僕たちの「シルバーヴァインのサラダ」は、シャキッとした食感と体を軽くする効果がエリックに大ウケ。  

「ん!これ、食ったらダンジョン走るの楽になりそうだな!優はルミエールのハーブをほんと活かしてるな!」  

「だろ!だろ?!優はすげーんだよ!」

すかざずリナが僕を褒めちぎる。
いっつもこうやって褒められてたら調子に乗っちゃいそうでちょっと怖いな。

「サファイアグレープのジュース」は、甘酸っぱさと魔力回復効果で、ローラが感動。  

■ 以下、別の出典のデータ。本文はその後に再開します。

use kairos::aggregator::SessionAggregator;
use kairos::config::{EngineConfig, SessionConfig};
use kairos::engine::{CycleEngine, Effect};
use kairos::events::DomainEvent;
use kairos::model::Session;
use kairos::store::{KeyValueStore, MemoryStore, SESSIONS_KEY};
use kairos_ipc::{Phase, TimerSettings, TimerState};
use std::sync::Arc;

/// Routes queued domain events the way the runtime does, minus AI.
fn route(engine: &mut CycleEngine, sessions: &mut SessionAggregator) -> bool {
    let mut chain_finished = false;
    for effect in engine.drain_effects() {
        if let Effect::Domain(event) = effect {
            match event {
                DomainEvent::ChainStarted { narration } => {
                    sessions.start_new_session(narration).unwrap();
                }
                DomainEvent::WorkPeriodCompleted(wp) => {
                    sessions.on_work_period_completed(wp).unwrap();
                }
                DomainEvent::FullCycleCompleted => {
                    sessions.complete_current_session().unwrap();
                    chain_finished = true;
                }
                DomainEvent::BreakFeedbackReceived(fb) => {
                    sessions.on_break_feedback_received(fb);
                }
            }
        }
    }
    chain_finished
}

#[test]
fn four_cycle_chain_builds_one_session() {
    let settings = TimerSettings {
        work_minutes: 25,
        short_break_minutes: 5,
        long_break_minutes: 15,
        cycles_before_long_break: 4,
        delay_seconds: 30,
        use_voice_interaction: false,
    };
    let store = Arc::new(MemoryStore::new());
    let mut sessions =
        SessionAggregator::load(Box::new(store.clone()), SessionConfig::default(), None);
    let mut engine = CycleEngine::new(settings, EngineConfig::default());

    engine.start();
    engine
        .submit_narration("I'm working on the quarterly report. It's due Friday.")
        .unwrap();
    route(&mut engine, &mut sessions);
    let session_id = sessions.current_id().unwrap();

    let mut phases = Vec::new();
    let mut finished = false;
    let mut work_inputs = 0;
    for _ in 0..20_000 {
        if engine.state() == TimerState::AwaitingWorkInput {
            work_inputs += 1;
            engine
                .submit_work_input(&format!("period {}", work_inputs))
                .unwrap();
        } else {
            engine.tick();
        }
        if phases.last() != Some(&engine.phase()) {
            phases.push(engine.phase());
        }
        if route(&mut engine, &mut sessions) {
            finished = true;
            break;
        }
    }
    assert!(finished, "chain never completed");

    use Phase::*;
    assert_eq!(
        phases,
        vec![
            Work, Delay, ShortBreak, Delay, Work, Delay, ShortBreak, Delay, Work, Delay,
            ShortBreak, Delay, Work, Delay, LongBreak, Delay,
        ]
    );
    assert_eq!(engine.current_cycle(), 1);
    assert!(sessions.current_session().is_none());

    let session = sessions.session(session_id).unwrap();
    assert!(session.is_completed());
    assert_eq!(session.work_periods.len(), 4);
    assert!(session
        .work_periods
        .iter()
        .all(|wp| wp.task_description == "the quarterly report" && wp.end_time.is_some()));
    let inputs: Vec<&str> = session.work_periods.iter().map(|wp| wp.input.as_str()).collect();
    assert_eq!(inputs, ["period 1", "period 2", "period 3", "period 4"]);

    let saved: Vec<Session> =
        serde_json::from_str(&store.get(SESSIONS_KEY).unwrap().unwrap()).unwrap();
    assert_eq!(saved.len(), 1);
    assert_eq!(saved[0].work_periods.len(), 4);
    assert!(saved[0].end_time.is_some());
}
//! Configuration loading, validation and env substitution.
//!
//! Config files: `crosslink.toml`, `crosslink.yaml` or `crosslink.json`,
//! searched in `./` then `~/.config/crosslink/`.
//!
//! Supports `${ENV_VAR}` substitution in all string values.

pub mod env_subst;
pub mod loader;
pub mod schema;
pub mod validate;

pub use {
    loader::{
        ConfigFormat, config_dir, data_dir, database_url, discover_and_load, load_config, set_config_dir,
        set_data_dir,
    },
    schema::{
        CrosslinkConfig, DEFAULT_REPLY_TIMEOUT_MS, DatabaseConfig, DirectMessageMode,
        ForwardConfig, ForwardMode, ForwardRule,
    },
    validate::{Diagnostic, Severity, ValidationResult},
};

「このジュースを飲むと魔法の疲れがスッキリするわ!スターダストスパイスの香りも気分も上がるね!」  

「ルミナペタルのミニシャーベット」は、キラキラした見た目と癒し効果で、みんなを笑顔にした。  
エリックがシャーベットを食べて叫んだ。  

「優!こいつはコンテストのシャーベットに負けねえうまさだな!ルミナペタルの甘さが丁度いいな!」  

---


食堂は笑い声と料理の香りでいっぱいだった。
エリックがルミエールの冒険談を語り始めた。  

「ルミエールの市場は初めて来たとき、広さにビビったぜ。魔法の食材だけじゃなくて魔獣の肉や、遠い国のスパイスまで揃ってるんだぞ。優、こんな街で優勝したんだから、お前はすげえよ!」  

ローラが微笑んで付け加えた。  

「ルミエールは料理人の夢の舞台なのよ。市場の奥には魔法の調理器具を売る店もあるの。 昨日見た『フロストオーブン』は優のシャーベットにぴったりだと思う!」  

カイラが興味深そうに言った。  

「フロストオーブン? 冷気魔法を安定させる器具よね?優、次の試作で使ってみたら、もっとすごいデザート作れるかも。」  

リナが目を輝かせて言った。  

「ルミエールってほんとすごい! 市場だけで何日あっても足りないよ!  優、クローヴェールとまた料理パーティーやろうよ!」  

トムがニヤリと笑って言った。  

「ルミエールの市場は冒険者にとっても宝の山だな。エリック、このゴールデンホークの肉ってどこで仕入れた?  次は俺も狩りに行きてえぜ。」  

エリックが笑いながら答えた。  

「市場の肉ゾーンの奥だよ! ルミエールのハンターギルドと繋がってる屋台で、新鮮なのが手に入るんだ。トム、狩りに行くなら、俺も連れてけよ!」  

キラがピピッと鳴いて、ルミナペタルの砂糖漬けをつついて跳ね回る。  
まるで「ルミエール、最高!」って言ってるみたい。  

---


交流会は夜遅くまで続き、クローヴェールと料理を食べながら笑い合った。  
エリックが市場での冒険談や、ルミエールの隠れた名店を沢山教えてくれた。
ローラはルミエールの魔法調味料の使い方を熱く語って僕に新しいレシピのヒントをくれた。  

リナがグラスを掲げて叫んだ。  

「優の料理はほんとみんなを笑顔にするね! ルミエール、最高! クローヴェールとまた料理やろうね!」  

トムが笑いながら言った。  

「優の料理食ったら、ルミエール離れたくねえな。エリック、ローラ、次は市場の奥で一緒に食材探そうぜ。」  

カイラが微笑んで言った。  

「ルミエールの市場が、こんな絆を生んだんだね。次の料理も何作るか楽しみだわ!」  




ルミエールでもう少し料理を楽しんで、次の冒険の準備をしよう。  
どんな食材、どんな出会いが待ってるんだろう?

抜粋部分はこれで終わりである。